What to work on:
Every line of the records below that has the word "counter" should be copied.

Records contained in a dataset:

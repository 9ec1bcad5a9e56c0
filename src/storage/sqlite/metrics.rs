//! Operation metrics for the `SQLite` store.

use std::time::Instant;

/// Records a counter and a latency histogram for one store operation.
///
/// * `operation` - Operation name (e.g., "`get_role`", "`replace_role_permissions`")
/// * `start` - Operation start time from `Instant::now()`
/// * `status` - "success" or "error"
pub fn record_operation_metrics(operation: &'static str, start: Instant, status: &'static str) {
    metrics::counter!(
        "storage_operations_total",
        "backend" => "sqlite",
        "operation" => operation,
        "status" => status
    )
    .increment(1);
    metrics::histogram!(
        "storage_operation_duration_ms",
        "backend" => "sqlite",
        "operation" => operation,
        "status" => status
    )
    .record(start.elapsed().as_secs_f64() * 1000.0);
}

/// Runs `f`, recording its outcome and latency.
pub fn timed<T, E>(operation: &'static str, f: impl FnOnce() -> Result<T, E>) -> Result<T, E> {
    let start = Instant::now();
    let result = f();
    let status = if result.is_ok() { "success" } else { "error" };
    record_operation_metrics(operation, start, status);
    result
}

Exercise output:
/// Records a counter and a latency histogram for one store operation.
    metrics::counter!(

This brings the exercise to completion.